KRM
Exhibition

Frida Hansen

An international Art Nouveau artist from Stavanger

Frida Hansen (1855−1931), one of Norway’s foremost textile artists of all times, had a significant international career. Her interest in weaving was related to a revitalization of the Norwegian weaving tradition. Like many of her contemporaries, she was strongly inspired by older Norwegian wall weavings (åklær). She learned to use the old vertical loom technique and travelled around Jæren and Ryfylke to learn from farm women how to organically dye yarn. Along with mastering this local knowledge, Hansen was well-oriented in the main artistic impulses from Europe, not least Art Nouveau style.

The tapestries in this room are in Stavanger Art Museum’s collection, either as deposits or purchases. The works stem from various periods in Hansen’s career, with the impressive Semper Vadentes from 1905 as a high point. This tapestry depicts four women walking through an open landscape and carrying each their own attribute. It has been interpreted as describing different paths in life, also as relating to a landscape Hansen knew well. In 1930, when she was interviewed by the newspaper Stavanger Aftenblad, she said: ‘The four women who walk through life on my “Semper Vadentes”, I’ve sketched with Jæren in the background; far in the distance we see the sea towards which they walk.’ Along the tapestry’s lower edge is the text ‘Semper Vadentes. Semper Agentes. Semper e natu in vitam ad aeternum. Domine’. This could be translated as ‘Always moving. Always acting. Out of the cradle, into life, into eternity. O Lord.’
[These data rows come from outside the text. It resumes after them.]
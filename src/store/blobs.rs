use chrono::{DateTime, Utc};
use rusqlite::{params, OptionalExtension};

use super::{parse_datetime, parse_optional_datetime, Store, StoreError, StoreResult};

/// A one-shot permission to upload a single file
#[derive(Debug, Clone)]
pub struct UploadTicketRecord {
    pub token: String,
    pub owner_id: String,
    pub expires_at: DateTime<Utc>,
    pub used_at: Option<DateTime<Utc>>,
    pub created_at: DateTime<Utc>,
}

/// Stored file bytes and their metadata
#[derive(Debug, Clone)]
pub struct BlobRecord {
    pub id: String,
    pub owner_id: String,
    pub content_type: String,
    pub size: i64,
    pub data: Vec<u8>,
    pub created_at: DateTime<Utc>,
}

impl Store {
    // ==================== Upload Operations ====================

    pub fn create_upload_ticket(&self, ticket: &UploadTicketRecord) -> StoreResult<()> {
        let conn = self.conn();
        conn.execute(
            r#"INSERT INTO uploads (token, owner_id, expires_at, used_at, created_at)
               VALUES (?1, ?2, ?3, NULL, ?4)"#,
            params![
                &ticket.token,
                &ticket.owner_id,
                ticket.expires_at.to_rfc3339(),
                ticket.created_at.to_rfc3339(),
            ],
        )?;
        Ok(())
    }

    pub fn get_upload_ticket(&self, token: &str) -> StoreResult<UploadTicketRecord> {
        let conn = self.conn();
        conn.query_row(
            "SELECT * FROM uploads WHERE token = ?1",
            params![token],
            |row| {
                Ok(UploadTicketRecord {
                    token: row.get("token")?,
                    owner_id: row.get("owner_id")?,
                    expires_at: parse_datetime(row.get::<_, String>("expires_at")?),
                    used_at: parse_optional_datetime(row.get("used_at")?),
                    created_at: parse_datetime(row.get::<_, String>("created_at")?),
                })
            },
        )
        .map_err(|e| match e {
            rusqlite::Error::QueryReturnedNoRows => StoreError::NotFound("Upload".to_string()),
            _ => StoreError::Database(e),
        })
    }

    /// Mark the ticket used and store the blob in one transaction.
    /// Returns false if the ticket was already consumed.
    pub fn redeem_upload_ticket(&self, token: &str, blob: &BlobRecord) -> StoreResult<bool> {
        let mut conn = self.conn();
        let tx = conn.transaction()?;

        let rows = tx.execute(
            "UPDATE uploads SET used_at = ?1 WHERE token = ?2 AND used_at IS NULL",
            params![blob.created_at.to_rfc3339(), token],
        )?;
        if rows == 0 {
            return Ok(false);
        }

        tx.execute(
            r#"INSERT INTO blobs (id, owner_id, content_type, size, data, created_at)
               VALUES (?1, ?2, ?3, ?4, ?5, ?6)"#,
            params![
                &blob.id,
                &blob.owner_id,
                &blob.content_type,
                blob.size,
                &blob.data,
                blob.created_at.to_rfc3339(),
            ],
        )?;
        tx.commit()?;
        Ok(true)
    }

    /// Blob metadata without the payload
    pub fn get_blob_meta(&self, id: &str) -> StoreResult<Option<BlobRecord>> {
        let conn = self.conn();
        Ok(conn
            .query_row(
                "SELECT id, owner_id, content_type, size, created_at FROM blobs WHERE id = ?1",
                params![id],
                |row| {
                    Ok(BlobRecord {
                        id: row.get("id")?,
                        owner_id: row.get("owner_id")?,
                        content_type: row.get("content_type")?,
                        size: row.get("size")?,
                        data: Vec::new(),
                        created_at: parse_datetime(row.get::<_, String>("created_at")?),
                    })
                },
            )
            .optional()?)
    }

    pub fn get_blob(&self, id: &str) -> StoreResult<BlobRecord> {
        let conn = self.conn();
        conn.query_row("SELECT * FROM blobs WHERE id = ?1", params![id], |row| {
            Ok(BlobRecord {
                id: row.get("id")?,
                owner_id: row.get("owner_id")?,
                content_type: row.get("content_type")?,
                size: row.get("size")?,
                data: row.get("data")?,
                created_at: parse_datetime(row.get::<_, String>("created_at")?),
            })
        })
        .map_err(|e| match e {
            rusqlite::Error::QueryReturnedNoRows => StoreError::NotFound(format!("File {}", id)),
            _ => StoreError::Database(e),
        })
    }
}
Another central tapestry is The Danaides’ Barrel, from 1914. For this work, Frida Hansen chose a subject from Greek mythology. Woven into the tapestry are the words Poena Danaidum, which refers to the punishment the 50 daughters of Danaus received after they killed their husbands on their wedding night: according to one version of the myth, they were condemned for all eternity to fill a bottomless vessel with water. The imagery shows how Hansen allowed herself to be influenced by current trends in pictorial art. The tall cypresses bring to mind the Swiss artist Arnold Böcklin’s (1827–1901) painting Die Toteninsel (Isle of the Dead) from 1880, which was very popular in the early 1900s. The stylised waves at the bottom of the tapestry show how Hansen, like many artists at the time, drew inspiration from Japanese woodblock prints.

One of Hansen’s greatest contributions to international weaving is the technique she invented for creating transparent passages in portieres (doorway curtains) – she herself called these works ‘transparents’. The translucent effect is achieved by using wool yarn for both the warp and weft. Because wool fibres cling to each other, this makes it possible to leave open fields in the weft such that light can shine through.

One of the doorway curtains is entitled Mermaids, a theme she also used for the tapestry Mermaids Lighting the Moon. These mysterious female beings who represent an imagined link between humans and nature were a popular theme during the Art Nouveau period. So also flowers, which enjoy a dominant position in her woven art. Hansen was herself an enthusiastic gardener in her younger years, and in her works we find several identifiable species.

In connection with the renovation of Stavanger Cathedral, the St. Olaf Tapestry, from 1931, is deposited in the museum. This is the final tapestry Frida Hansen wove, and it was purchased for the cathedral in 1934 thanks to charitable donations. The tapestry shows King Olaf, kneeling, flanked by representatives of church and state. Woven into the upper part of the tapestry is the first part of a poem by Johan Sebastian Welhaven:

Holy Olaf and his men

Stood by the fjord at Pentecost.

Foliage and flowers grew there,

Beautiful under Folgefonna [glacier].